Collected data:
//! Domain models for the reading log. These types stay light-weight data
//! holders: the record store owns validation and ordering, the CSV layer owns
//! the file format, and the TUI only reads and edits through them.

use std::collections::BTreeMap;
use std::fmt;

/// Reading status that floats a book to the top of every view.
pub const CURRENTLY_READING: &str = "currently-reading";
/// Status assigned to new books when the caller leaves it blank.
pub const DEFAULT_STATUS: &str = "to-read";
/// Statuses offered by the form. Any other value from the file is kept as-is.
pub const STATUS_CHOICES: &[&str] = &[CURRENTLY_READING, "read", DEFAULT_STATUS];

/// Identity handed out by the record store. It lives only for the process run
/// and is never written to the CSV file.
#[derive(Debug, Clone, Copy, PartialEq, Eq, PartialOrd, Ord, Hash)]
pub struct RecordId(pub u64);

impl fmt::Display for RecordId {
    fn fmt(&self, f: &mut fmt::Formatter<'_>) -> fmt::Result {
        write!(f, "#{}", self.0)
    }
}

/// A star rating between 0 and 5 inclusive.
#[derive(Debug, Clone, Copy, PartialEq, Eq, PartialOrd, Ord, Hash)]
pub struct Rating(u8);

impl Rating {
    pub const MAX: u8 = 5;

    pub fn new(value: u8) -> Option<Self> {
        (value <= Self::MAX).then_some(Self(value))
    }

    pub fn value(self) -> u8 {
        self.0
    }

    /// Parse user or file input. Blank text means "unrated" and yields
    /// `Ok(None)`. Whole numbers written as floats (`"4.0"`) are accepted
    /// because spreadsheet exports like to emit them.
    pub fn parse(raw: &str) -> Result<Option<Self>, String> {
        let trimmed = raw.trim();
        if trimmed.is_empty() {
            return Ok(None);
        }

        let number: f64 = trimmed
            .parse()
            .map_err(|_| format!("`{trimmed}` is not a number"))?;
        if !number.is_finite() || number.fract() != 0.0 {
            return Err(format!("`{trimmed}` is not a whole number"));
        }
        if !(0.0..=f64::from(Self::MAX)).contains(&number) {
            return Err(format!("`{trimmed}` is outside 0-{}", Self::MAX));
        }

        Ok(Some(Self(number as u8)))
    }

    /// Render the rating as filled and hollow stars, e.g. `★★★☆☆`.
    pub fn stars(self) -> String {
        let filled = usize::from(self.0);
        let hollow = usize::from(Self::MAX) - filled;
        format!("{}{}", "★".repeat(filled), "☆".repeat(hollow))
    }
}

impl fmt::Display for Rating {
    fn fmt(&self, f: &mut fmt::Formatter<'_>) -> fmt::Result {
        write!(f, "{}", self.0)
    }
}

/// Canonical columns the application understands. Everything else in a CSV
/// header is carried along as an extra column.
#[derive(Debug, Clone, Copy, PartialEq, Eq, PartialOrd, Ord, Hash)]
pub enum Field {
    Title,
    Author,
    Isbn,
    Rating,
    Review,
    Status,
    Publisher,
    YearPublished,
    DateRead,
    DateAdded,
    Bookshelves,
}

impl Field {
    /// Canonical order, also the order missing columns get appended on save.
    pub const ALL: [Field; 11] = [
        Field::Title,
        Field::Author,
        Field::Isbn,
        Field::Rating,
        Field::Review,
        Field::Status,
        Field::Publisher,
        Field::YearPublished,
        Field::DateRead,
        Field::DateAdded,
        Field::Bookshelves,
    ];

    /// Header name written for a field the source file did not have. The
    /// names follow the Goodreads export so fresh files look familiar.
    pub fn canonical_name(self) -> &'static str {
        match self {
            Field::Title => "Title",
            Field::Author => "Author",
            Field::Isbn => "ISBN",
            Field::Rating => "My Rating",
            Field::Review => "My Review",
            Field::Status => "Exclusive Shelf",
            Field::Publisher => "Publisher",
            Field::YearPublished => "Year Published",
            Field::DateRead => "Date Read",
            Field::DateAdded => "Date Added",
            Field::Bookshelves => "Bookshelves",
        }
    }

    /// Short label used by the table header and the form.
    pub fn label(self) -> &'static str {
        match self {
            Field::Title => "Title",
            Field::Author => "Author",
            Field::Isbn => "ISBN",
            Field::Rating => "Rating",
            Field::Review => "Review",
            Field::Status => "Status",
            Field::Publisher => "Publisher",
            Field::YearPublished => "Year",
            Field::DateRead => "Date Read",
            Field::DateAdded => "Date Added",
            Field::Bookshelves => "Shelves",
        }
    }
}

impl fmt::Display for Field {
    fn fmt(&self, f: &mut fmt::Formatter<'_>) -> fmt::Result {
        f.write_str(self.label())
    }
}

/// One book in the library. Text fields use an empty string for "absent", so
/// a missing title column still yields `""` rather than dropping the field.
#[derive(Debug, Clone, PartialEq, Eq)]
pub struct BookRecord {
    pub id: RecordId,
    pub title: String,
    pub author: String,
    pub isbn: String,
    pub rating: Option<Rating>,
    /// Rating cell from the file that did not parse. Written back verbatim
    /// so an unreadable value is never erased by a save.
    pub rating_raw: Option<String>,
    pub review: String,
    pub status: String,
    pub publisher: String,
    pub year_published: String,
    pub date_read: String,
    pub date_added: String,
    pub bookshelves: String,
    /// Columns from the source header that have no canonical field, keyed by
    /// column key (the header name, suffixed when the name repeats).
    pub extra: BTreeMap<String, String>,
}

impl BookRecord {
    pub fn empty(id: RecordId) -> Self {
        Self {
            id,
            title: String::new(),
            author: String::new(),
            isbn: String::new(),
            rating: None,
            rating_raw: None,
            review: String::new(),
            status: String::new(),
            publisher: String::new(),
            year_published: String::new(),
            date_read: String::new(),
            date_added: String::new(),
            bookshelves: String::new(),
            extra: BTreeMap::new(),
        }
    }

    pub fn is_reading(&self) -> bool {
        self.status == CURRENTLY_READING
    }

    /// Cell text for a canonical field, as it would be written to the file.
    pub fn text(&self, field: Field) -> String {
        match field {
            Field::Rating => match (self.rating, &self.rating_raw) {
                (Some(rating), _) => rating.to_string(),
                (None, Some(raw)) => raw.clone(),
                (None, None) => String::new(),
            },
            other => self.text_ref(other).to_string(),
        }
    }

    fn text_ref(&self, field: Field) -> &str {
        match field {
            Field::Title => &self.title,
            Field::Author => &self.author,
            Field::Isbn => &self.isbn,
            Field::Review => &self.review,
            Field::Status => &self.status,
            Field::Publisher => &self.publisher,
            Field::YearPublished => &self.year_published,
            Field::DateRead => &self.date_read,
            Field::DateAdded => &self.date_added,
            Field::Bookshelves => &self.bookshelves,
            Field::Rating => "",
        }
    }

    /// Overwrite a text field. Ratings go through validation in the store, so
    /// `Field::Rating` is ignored here.
    pub(crate) fn set_text(&mut self, field: Field, value: String) {
        let slot = match field {
            Field::Title => &mut self.title,
            Field::Author => &mut self.author,
            Field::Isbn => &mut self.isbn,
            Field::Review => &mut self.review,
            Field::Status => &mut self.status,
            Field::Publisher => &mut self.publisher,
            Field::YearPublished => &mut self.year_published,
            Field::DateRead => &mut self.date_read,
            Field::DateAdded => &mut self.date_added,
            Field::Bookshelves => &mut self.bookshelves,
            Field::Rating => return,
        };
        *slot = value;
    }

    /// Case-insensitive substring match on title or author.
    pub fn matches(&self, query: &str) -> bool {
        let needle = query.trim().to_lowercase();
        if needle.is_empty() {
            return true;
        }
        self.title.to_lowercase().contains(&needle) || self.author.to_lowercase().contains(&needle)
    }

    /// `Title - Author`, dropping the hyphen when the author is blank.
    pub fn display_title(&self) -> String {
        if self.author.trim().is_empty() {
            self.title.clone()
        } else {
            format!("{} - {}", self.title, self.author)
        }
    }
}

/// Input for `RecordStore::add`. The rating arrives as raw text so validation
/// errors can quote exactly what the user typed.
#[derive(Debug, Clone, Default, PartialEq, Eq)]
pub struct BookDraft {
    pub title: String,
    pub author: String,
    pub isbn: String,
    pub rating: String,
    pub review: String,
    pub status: String,
    pub publisher: String,
    pub year_published: String,
    pub date_read: String,
    pub date_added: String,
    pub bookshelves: String,
}

impl BookDraft {
    /// Prefill a draft from an existing record, used when editing.
    pub fn from_record(record: &BookRecord) -> Self {
        Self {
            title: record.title.clone(),
            author: record.author.clone(),
            isbn: record.isbn.clone(),
            rating: record.text(Field::Rating),
            review: record.review.clone(),
            status: record.status.clone(),
            publisher: record.publisher.clone(),
            year_published: record.year_published.clone(),
            date_read: record.date_read.clone(),
            date_added: record.date_added.clone(),
            bookshelves: record.bookshelves.clone(),
        }
    }

    pub fn get(&self, field: Field) -> &str {
        match field {
            Field::Title => &self.title,
            Field::Author => &self.author,
            Field::Isbn => &self.isbn,
            Field::Rating => &self.rating,
            Field::Review => &self.review,
            Field::Status => &self.status,
            Field::Publisher => &self.publisher,
            Field::YearPublished => &self.year_published,
            Field::DateRead => &self.date_read,
            Field::DateAdded => &self.date_added,
            Field::Bookshelves => &self.bookshelves,
        }
    }

    pub fn get_mut(&mut self, field: Field) -> &mut String {
        match field {
            Field::Title => &mut self.title,
            Field::Author => &mut self.author,
            Field::Isbn => &mut self.isbn,
            Field::Rating => &mut self.rating,
            Field::Review => &mut self.review,
            Field::Status => &mut self.status,
            Field::Publisher => &mut self.publisher,
            Field::YearPublished => &mut self.year_published,
            Field::DateRead => &mut self.date_read,
            Field::DateAdded => &mut self.date_added,
            Field::Bookshelves => &mut self.bookshelves,
        }
    }
}

/// Partial update for `RecordStore::update`. `None` leaves a field alone; for
/// the rating, `Some("")` clears it.
#[derive(Debug, Clone, Default, PartialEq, Eq)]
pub struct BookChanges {
    pub title: Option<String>,
    pub author: Option<String>,
    pub isbn: Option<String>,
    pub rating: Option<String>,
    pub review: Option<String>,
    pub status: Option<String>,
    pub publisher: Option<String>,
    pub year_published: Option<String>,
    pub date_read: Option<String>,
    pub date_added: Option<String>,
    pub bookshelves: Option<String>,
}

impl BookChanges {
    /// Text changes paired with their field, skipping the rating.
    pub(crate) fn into_text_changes(self) -> Vec<(Field, String)> {
        [
            (Field::Title, self.title),
            (Field::Author, self.author),
            (Field::Isbn, self.isbn),
            (Field::Review, self.review),
            (Field::Status, self.status),
            (Field::Publisher, self.publisher),
            (Field::YearPublished, self.year_published),
            (Field::DateRead, self.date_read),
            (Field::DateAdded, self.date_added),
            (Field::Bookshelves, self.bookshelves),
        ]
        .into_iter()
        .filter_map(|(field, value)| value.map(|v| (field, v)))
        .collect()
    }
}

impl From<BookDraft> for BookChanges {
    /// A submitted edit form replaces every field it carries.
    fn from(draft: BookDraft) -> Self {
        Self {
            title: Some(draft.title),
            author: Some(draft.author),
            isbn: Some(draft.isbn),
            rating: Some(draft.rating),
            review: Some(draft.review),
            status: Some(draft.status),
            publisher: Some(draft.publisher),
            year_published: Some(draft.year_published),
            date_read: Some(draft.date_read),
            date_added: Some(draft.date_added),
            bookshelves: Some(draft.bookshelves),
        }
    }
}

#[cfg(test)]
mod tests {
    use super::*;

    #[test]
    fn rating_accepts_whole_numbers_in_range() {
        assert_eq!(Rating::parse("4").unwrap(), Rating::new(4));
        assert_eq!(Rating::parse(" 0 ").unwrap(), Rating::new(0));
        assert_eq!(Rating::parse("5.0").unwrap(), Rating::new(5));
        assert_eq!(Rating::parse("").unwrap(), None);
        assert_eq!(Rating::parse("   ").unwrap(), None);
    }

    #[test]
    fn rating_rejects_out_of_range_and_garbage() {
        assert!(Rating::parse("7").is_err());
        assert!(Rating::parse("-1").is_err());
        assert!(Rating::parse("3.5").is_err());
        assert!(Rating::parse("five").is_err());
        assert!(Rating::parse("NaN").is_err());
    }

    #[test]
    fn stars_fill_from_the_left() {
        assert_eq!(Rating::new(3).unwrap().stars(), "★★★☆☆");
        assert_eq!(Rating::new(0).unwrap().stars(), "☆☆☆☆☆");
        assert!(Rating::new(6).is_none());
    }

    #[test]
    fn matches_title_or_author_ignoring_case() {
        let mut record = BookRecord::empty(RecordId(1));
        record.title = "The Left Hand of Darkness".to_string();
        record.author = "Ursula K. Le Guin".to_string();

        assert!(record.matches("left hand"));
        assert!(record.matches("LE GUIN"));
        assert!(record.matches(""));
        assert!(!record.matches("tolkien"));
    }

    #[test]
    fn draft_round_trips_through_record_text() {
        let mut record = BookRecord::empty(RecordId(7));
        record.title = "Dune".to_string();
        record.rating = Rating::new(5);
        record.status = CURRENTLY_READING.to_string();

        let draft = BookDraft::from_record(&record);
        assert_eq!(draft.get(Field::Title), "Dune");
        assert_eq!(draft.get(Field::Rating), "5");
        assert_eq!(draft.get(Field::Status), CURRENTLY_READING);
    }
}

DESCRIPTION OF THE TASK: Quote, with nothing altered, all lines from the start of the entries to the line that carries "of every view.", inclusive.

EXERCISE SOLUTION:
//! Domain models for the reading log. These types stay light-weight data
//! holders: the record store owns validation and ordering, the CSV layer owns
//! the file format, and the TUI only reads and edits through them.

use std::collections::BTreeMap;
use std::fmt;

/// Reading status that floats a book to the top of every view.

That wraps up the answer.